The old-school hustle is paying off. He has gotten calls from people around the Midwest asking about the weekend, and Cycle Connections magazine has promised to spread the word to its Midwestern readers. He has even gotten some attention from "1 percenters." After World War II, when the Hell's Angels were gaining notoriety, the American Motorcycle Association put out a statement saying that 99 percent of all motorcycle riders were law-abiding citizens. The Angels, naturally, started sewing 1-percent symbols on their jackets. Other outlaw clubs did the same.

The presence of 1 percenters can lend a certain credibility and can jack up attendance. But motorcycle clubs (MCs) tend to manufacture tension, marking off turf and threatening people who don't watch where they step.

"I got a call yesterday from this guy, Rocky, who said he was with the Hell's Angels in Illinois," Tally says. "They wanted to know what the rules are. I told him colors are welcome. I'm friends with some guys in 1-percenter clubs myself. The only rule is that this is neutral ground. I want everyone that comes out here to be friends."


It's the last Friday in September, the first night of the rally. I stop at Cassie's on the way to secure provisions: a case of Budweiser cans and a bag of Doritos.
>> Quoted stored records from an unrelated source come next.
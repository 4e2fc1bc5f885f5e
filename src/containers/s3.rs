//! Minimal S3-compatible client: path-style bucket creation signed with SigV4

use crate::error::{HarnessError, Result};
use chrono::{DateTime, Utc};
use hmac::{Hmac, Mac};
use sha2::{Digest, Sha256};
use std::time::Duration;

type HmacSha256 = Hmac<Sha256>;

const SIGNED_HEADERS: &str = "host;x-amz-content-sha256;x-amz-date";

/// Result of an idempotent bucket creation
#[derive(Debug, Clone, Copy, PartialEq, Eq)]
pub enum BucketOutcome {
    Created,
    AlreadyExists,
}

/// Static credentials for request signing
#[derive(Debug, Clone)]
pub struct SigningCredentials {
    pub access_key: String,
    pub secret_key: String,
    pub region: String,
}

#[derive(Debug, Clone)]
pub struct S3Client {
    /// `host:port`, no scheme
    authority: String,
    credentials: SigningCredentials,
    client: reqwest::Client,
}

impl S3Client {
    pub fn new(authority: &str, credentials: SigningCredentials) -> Result<Self> {
        let client = reqwest::Client::builder()
            .timeout(Duration::from_secs(5))
            .build()?;
        Ok(Self {
            authority: authority.to_string(),
            credentials,
            client,
        })
    }

    /// `PUT /{bucket}`; a 409 means the bucket is already there
    pub async fn create_bucket(&self, bucket: &str) -> Result<BucketOutcome> {
        let path = format!("/{}", bucket);
        let headers = sign_request(
            "PUT",
            &path,
            &self.authority,
            &[],
            &self.credentials,
            Utc::now(),
        )?;

        let mut request = self
            .client
            .put(format!("http://{}{}", self.authority, path));
        for (name, value) in &headers {
            request = request.header(name.as_str(), value.as_str());
        }
        let response = request.send().await?;

        match response.status().as_u16() {
            200..=299 => Ok(BucketOutcome::Created),
            409 => Ok(BucketOutcome::AlreadyExists),
            status => Err(HarnessError::UnexpectedStatus {
                status,
                body: response.text().await.unwrap_or_default(),
            }),
        }
    }
}

/// Headers (`x-amz-date`, `x-amz-content-sha256`, `authorization`) for a
/// request without query string.
pub fn sign_request(
    method: &str,
    path: &str,
    host: &str,
    payload: &[u8],
    credentials: &SigningCredentials,
    now: DateTime<Utc>,
) -> Result<Vec<(String, String)>> {
    let amz_date = now.format("%Y%m%dT%H%M%SZ").to_string();
    let date_stamp = now.format("%Y%m%d").to_string();
    let payload_hash = hex::encode(Sha256::digest(payload));

    let canonical_request = format!(
        "{method}\n{path}\n\nhost:{host}\nx-amz-content-sha256:{payload_hash}\nx-amz-date:{amz_date}\n\n{SIGNED_HEADERS}\n{payload_hash}"
    );

    let scope = format!("{}/{}/s3/aws4_request", date_stamp, credentials.region);
    let string_to_sign = format!(
        "AWS4-HMAC-SHA256\n{}\n{}\n{}",
        amz_date,
        scope,
        hex::encode(Sha256::digest(canonical_request.as_bytes()))
    );

    let key = signing_key(&credentials.secret_key, &date_stamp, &credentials.region, "s3")?;
    let signature = hex::encode(hmac_sha256(&key, string_to_sign.as_bytes())?);

    let authorization = format!(
        "AWS4-HMAC-SHA256 Credential={}/{}, SignedHeaders={}, Signature={}",
        credentials.access_key, scope, SIGNED_HEADERS, signature
    );

    Ok(vec![
        ("x-amz-date".to_string(), amz_date),
        ("x-amz-content-sha256".to_string(), payload_hash),
        ("authorization".to_string(), authorization),
    ])
}

/// Derive the SigV4 signing key for one day, region and service
pub fn signing_key(secret: &str, date_stamp: &str, region: &str, service: &str) -> Result<Vec<u8>> {
    let k_date = hmac_sha256(format!("AWS4{}", secret).as_bytes(), date_stamp.as_bytes())?;
    let k_region = hmac_sha256(&k_date, region.as_bytes())?;
    let k_service = hmac_sha256(&k_region, service.as_bytes())?;
    hmac_sha256(&k_service, b"aws4_request")
}

fn hmac_sha256(key: &[u8], data: &[u8]) -> Result<Vec<u8>> {
    let mut mac = HmacSha256::new_from_slice(key)
        .map_err(|e| HarnessError::Config(format!("Invalid signing key: {}", e)))?;
    mac.update(data);
    Ok(mac.finalize().into_bytes().to_vec())
}
//! Infrastructure orchestrator
//!
//! Owns the private network, the four dependency adapters and the optional
//! fault proxy. Adapters start concurrently; teardown runs proxy first, then
//! dependencies in reverse creation order, then the network.

use crate::cancel::CancellationToken;
use crate::config::{HarnessConfig, TopologyConfig};
use crate::containers::{
    AdapterContext, BrokerAdapter, CacheAdapter, DependencyAdapter, DependencyEndpoint, DependencyKind,
    DocumentStoreAdapter, ObjectStoreAdapter,
};
use crate::docker::{DockerCli, SESSION_LABEL};
use crate::error::{HarnessError, Result};
use crate::proxy::FaultProxy;
use parking_lot::Mutex;
use serde::{Deserialize, Serialize};
use std::collections::BTreeMap;
use std::sync::atomic::{AtomicBool, Ordering};
use std::sync::Arc;
use tokio::sync::{Mutex as AsyncMutex, OwnedMutexGuard};
use tokio::task::JoinSet;
use uuid::Uuid;

/// Connection details for every dependency, plus the names the service needs
#[derive(Debug, Clone, PartialEq, Eq, Serialize, Deserialize)]
pub struct Endpoints {
    pub dependencies: BTreeMap<DependencyKind, DependencyEndpoint>,
    pub document_database: String,
    pub broker_vhost: String,
    pub topology: TopologyConfig,
    pub bucket: String,
    pub region: String,
    pub cache_database: u8,
}

impl Endpoints {
    pub fn get(&self, kind: DependencyKind) -> Result<&DependencyEndpoint> {
        self.dependencies
            .get(&kind)
            .ok_or_else(|| HarnessError::PreconditionUnmet(format!("No endpoint for {}", kind)))
    }

    /// Replace the endpoint for one dependency
    pub fn with_endpoint(mut self, endpoint: DependencyEndpoint) -> Self {
        self.dependencies.insert(endpoint.kind, endpoint);
        self
    }
}

/// Leftovers found by label after teardown
#[derive(Debug, Clone, Default, PartialEq, Eq)]
pub struct ResidualResources {
    pub containers: Vec<String>,
    pub networks: Vec<String>,
}

impl ResidualResources {
    pub fn is_empty(&self) -> bool {
        self.containers.is_empty() && self.networks.is_empty()
    }
}

/// Held for the duration of a scenario that mutates shared infrastructure
pub struct ScenarioLease {
    _guard: OwnedMutexGuard<()>,
}

/// Handle to one running set of dependency containers
pub struct Infrastructure {
    config: HarnessConfig,
    docker: DockerCli,
    session: String,
    network: String,
    ctx: AdapterContext,
    document_store: Arc<DocumentStoreAdapter>,
    broker: Arc<BrokerAdapter>,
    cache: Arc<CacheAdapter>,
    object_store: Arc<ObjectStoreAdapter>,
    proxy: AsyncMutex<Option<Arc<FaultProxy>>>,
    lease: Arc<AsyncMutex<()>>,
    stopped: AtomicBool,
}

impl Infrastructure {
    /// Create the network and bring every dependency up in parallel.
    ///
    /// If any adapter fails, the ones that did start are terminated and the
    /// network removed before the combined error is returned.
    pub async fn start(config: HarnessConfig, cancel: &CancellationToken) -> Result<Self> {
        config.validate()?;
        let docker = DockerCli::new(&config.docker.binary, config.docker.command_timeout);
        let version = docker.ensure_daemon(cancel).await?;

        let session = Uuid::new_v4().simple().to_string()[..12].to_string();
        let network = format!("{}-{}", config.docker.network_prefix, session);
        tracing::info!(%network, %session, docker = %version, "starting infrastructure");

        let labels: BTreeMap<String, String> = [(SESSION_LABEL.to_string(), session.clone())]
            .into_iter()
            .collect();
        docker.network_create(&network, &labels, cancel).await?;

        let infra = Self::assemble(config, docker, session, network);

        let started: Arc<Mutex<Vec<DependencyKind>>> = Arc::new(Mutex::new(Vec::new()));
        let failures: Arc<Mutex<Vec<String>>> = Arc::new(Mutex::new(Vec::new()));

        let mut tasks = JoinSet::new();
        for adapter in infra.adapters() {
            let started = started.clone();
            let failures = failures.clone();
            let cancel = cancel.clone();
            tasks.spawn(async move {
                let kind = adapter.kind();
                match adapter.launch(&cancel).await {
                    Ok(_) => started.lock().push(kind),
                    Err(e) => {
                        // Launch removes its own container on failure
                        tracing::error!(dependency = %kind, error = %e, "dependency failed to start");
                        failures.lock().push(format!("{}: {}", kind, e));
                    }
                }
            });
        }
        while let Some(joined) = tasks.join_next().await {
            if let Err(e) = joined {
                failures.lock().push(format!("startup task: {}", e));
            }
        }

        let failures = std::mem::take(&mut *failures.lock());
        if failures.is_empty() {
            tracing::info!(network = %infra.network, "infrastructure ready");
            return Ok(infra);
        }

        let started = started.lock().clone();
        tracing::warn!(started = ?started, failed = failures.len(), "rolling back partial startup");
        infra.rollback().await;
        if cancel.is_cancelled() {
            return Err(HarnessError::Cancelled);
        }
        Err(HarnessError::Startup { failures })
    }

    fn assemble(config: HarnessConfig, docker: DockerCli, session: String, network: String) -> Self {
        let ctx = AdapterContext {
            docker: docker.clone(),
            network: network.clone(),
            session: session.clone(),
            startup_timeout: config.docker.startup_timeout,
            stop_grace_secs: config.docker.stop_grace_secs,
        };
        Self {
            document_store: Arc::new(DocumentStoreAdapter::new(&ctx, &config.document_store)),
            broker: Arc::new(BrokerAdapter::new(&ctx, &config.broker)),
            cache: Arc::new(CacheAdapter::new(&ctx, &config.cache)),
            object_store: Arc::new(ObjectStoreAdapter::new(&ctx, &config.object_store)),
            config,
            docker,
            session,
            network,
            ctx,
            proxy: AsyncMutex::new(None),
            lease: Arc::new(AsyncMutex::new(())),
            stopped: AtomicBool::new(false),
        }
    }

    /// Handle to a session started elsewhere (e.g. by `reporter-harness up`).
    /// Containers are found by their deterministic names and their ports
    /// re-read; nothing is created.
    pub async fn attach(config: HarnessConfig, session: &str, cancel: &CancellationToken) -> Result<Self> {
        config.validate()?;
        let docker = DockerCli::new(&config.docker.binary, config.docker.command_timeout);
        let network = format!("{}-{}", config.docker.network_prefix, session);
        let infra = Self::assemble(config, docker, session.to_string(), network);
        for adapter in infra.adapters() {
            adapter.container().adopt(cancel).await?;
        }
        tracing::info!(network = %infra.network, "attached to running infrastructure");
        Ok(infra)
    }

    /// Tear down partially started adapters after a failed start
    ///
    /// Every adapter is visited since one may own a container whose
    /// provisioning failed; terminating a never-launched adapter is a no-op.
    async fn rollback(&self) {
        let cleanup = CancellationToken::new();
        for adapter in self.adapters().into_iter().rev() {
            if let Err(e) = adapter.terminate(&cleanup).await {
                tracing::warn!(dependency = %adapter.kind(), error = %e, "rollback terminate failed");
            }
        }
        if let Err(e) = self.docker.network_remove(&self.network, &cleanup).await {
            tracing::warn!(network = %self.network, error = %e, "rollback network removal failed");
        }
        self.stopped.store(true, Ordering::SeqCst);
    }

    /// Every adapter, in creation order
    pub fn adapters(&self) -> Vec<Arc<dyn DependencyAdapter>> {
        DependencyKind::ALL
            .into_iter()
            .map(|kind| self.adapter(kind))
            .collect()
    }

    pub fn adapter(&self, kind: DependencyKind) -> Arc<dyn DependencyAdapter> {
        match kind {
            DependencyKind::DocumentStore => self.document_store.clone() as Arc<dyn DependencyAdapter>,
            DependencyKind::Broker => self.broker.clone(),
            DependencyKind::Cache => self.cache.clone(),
            DependencyKind::ObjectStore => self.object_store.clone(),
        }
    }

    pub fn document_store(&self) -> &Arc<DocumentStoreAdapter> {
        &self.document_store
    }

    pub fn broker(&self) -> &Arc<BrokerAdapter> {
        &self.broker
    }

    pub fn cache(&self) -> &Arc<CacheAdapter> {
        &self.cache
    }

    pub fn object_store(&self) -> &Arc<ObjectStoreAdapter> {
        &self.object_store
    }

    pub fn config(&self) -> &HarnessConfig {
        &self.config
    }

    pub fn docker(&self) -> &DockerCli {
        &self.docker
    }

    pub fn session(&self) -> &str {
        &self.session
    }

    pub fn network(&self) -> &str {
        &self.network
    }

    /// Direct endpoints of every dependency
    pub fn connection_config(&self) -> Result<Endpoints> {
        let mut dependencies = BTreeMap::new();
        for adapter in self.adapters() {
            dependencies.insert(adapter.kind(), adapter.endpoint()?);
        }
        Ok(Endpoints {
            dependencies,
            document_database: self.config.document_store.database.clone(),
            broker_vhost: self.config.broker.vhost.clone(),
            topology: self.config.broker.topology.clone(),
            bucket: self.config.object_store.bucket.clone(),
            region: self.config.object_store.region.clone(),
            cache_database: self.config.cache.database,
        })
    }

    /// Start the fault proxy with one binding per dependency.
    /// Idempotent; returns the running proxy on repeat calls.
    pub async fn start_proxy(&self, cancel: &CancellationToken) -> Result<Arc<FaultProxy>> {
        if !self.config.proxy.enabled {
            return Err(HarnessError::PreconditionUnmet(
                "Fault proxy is disabled by configuration".to_string(),
            ));
        }

        let mut slot = self.proxy.lock().await;
        if let Some(proxy) = slot.as_ref() {
            return Ok(proxy.clone());
        }

        // Bindings are built from live endpoints, so every adapter must be up
        let endpoints = self.connection_config()?;
        let upstreams: Vec<DependencyEndpoint> = endpoints.dependencies.into_values().collect();
        let proxy = Arc::new(FaultProxy::new(&self.ctx, &self.config.proxy, &upstreams)?);

        if let Err(e) = proxy.launch(cancel).await {
            let cleanup = CancellationToken::new();
            if let Err(rm) = proxy.terminate(&cleanup).await {
                tracing::warn!(error = %rm, "failed to remove proxy after failed launch");
            }
            return Err(e);
        }

        *slot = Some(proxy.clone());
        Ok(proxy)
    }

    pub async fn proxy(&self) -> Option<Arc<FaultProxy>> {
        self.proxy.lock().await.clone()
    }

    /// Binding name to host port for the running proxy
    pub async fn proxy_endpoints(&self) -> Result<BTreeMap<String, u16>> {
        match self.proxy().await {
            Some(proxy) => proxy.endpoints(),
            None => Err(HarnessError::PreconditionUnmet("Fault proxy not started".to_string())),
        }
    }

    /// Endpoints that route every dependency through the proxy
    pub async fn endpoints_via_proxy(&self) -> Result<Endpoints> {
        let proxy = self
            .proxy()
            .await
            .ok_or_else(|| HarnessError::PreconditionUnmet("Fault proxy not started".to_string()))?;
        let mut endpoints = self.connection_config()?;
        for kind in DependencyKind::ALL {
            endpoints = endpoints.with_endpoint(proxy.host_endpoint(kind)?);
        }
        Ok(endpoints)
    }

    /// Exclusive right to mutate shared infrastructure
    pub async fn lease(&self) -> ScenarioLease {
        ScenarioLease {
            _guard: self.lease.clone().lock_owned().await,
        }
    }

    /// Tear everything down: proxy, dependencies in reverse, network.
    /// Keeps going after individual failures and reports them together.
    pub async fn stop(&self, cancel: &CancellationToken) -> Result<()> {
        if self.stopped.swap(true, Ordering::SeqCst) {
            return Ok(());
        }
        if self.config.docker.keep_infra {
            tracing::warn!(network = %self.network, session = %self.session, "keeping infrastructure for inspection");
            return Ok(());
        }

        let mut failures = Vec::new();

        if let Some(proxy) = self.proxy.lock().await.take() {
            if let Err(e) = proxy.terminate(cancel).await {
                failures.push(format!("proxy: {}", e));
            }
        }

        for adapter in self.adapters().into_iter().rev() {
            if let Err(e) = adapter.terminate(cancel).await {
                failures.push(format!("{}: {}", adapter.kind(), e));
            }
        }

        if let Err(e) = self.docker.network_remove(&self.network, cancel).await {
            failures.push(format!("network: {}", e));
        }

        if failures.is_empty() {
            tracing::info!(network = %self.network, "infrastructure stopped");
            Ok(())
        } else {
            Err(HarnessError::InfrastructureUnavailable(format!(
                "Teardown incomplete: {}",
                failures.join("; ")
            )))
        }
    }

    /// Containers and networks still labelled with this session
    pub async fn residual_resources(&self, cancel: &CancellationToken) -> Result<ResidualResources> {
        residual_resources(&self.docker, &self.session, cancel).await
    }
}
My imbalanced diet gives away my destination.

"You going to the rally?" asks the woman behind the counter.

"Yeah. Anyone showing up?"

"We haven't been this busy all year," she says. "We'll probably run out of beer."

But when I arrive, Tally's mother, who's working the gate, isn't so certain.

"It hasn't been as good as I hoped it would," she tells me. "We've got maybe 700 people so far. I just hope the weather holds."

I set up my tent right before the sun goes down and walk to the beer garden. I see a woman with a Confederate flag painted over her bare ass, bending over to give a man with a Flip camera a better angle. Necklace upon necklace of colored plastic beads dangle over her naked breasts. This is standard for a biker rally. It's what society would look like if a Girls Gone Wild crew executed a military coup.

Onstage, a Janis Joplin tribute band is covering "Mercedes Benz." Next to the stage is a dunk tank, and there's a man even bigger than Tally, with the same fashion sense, laughing at the topless woman who just went into the drink. Fat Feeder.

Feeder says he met Tally when both men worked the line at a manufacturing plant. He doesn't remember what company employed them. "I was working on the feeder belt. His first day, he comes up to me and says, 'You sure are fat.' And for the rest of my life, people have called me Fat Feeder. And I'm thinking, This sonofabitch is fatter than I am! So I thought about it for a while and then started calling him Porky, and that stuck on him."

Feeder, whose real name is Mike Cheiner, is Tally's right-hand man. He works on the line at the Lake City Army Ammunition Plant in Independence. He's 48 years old.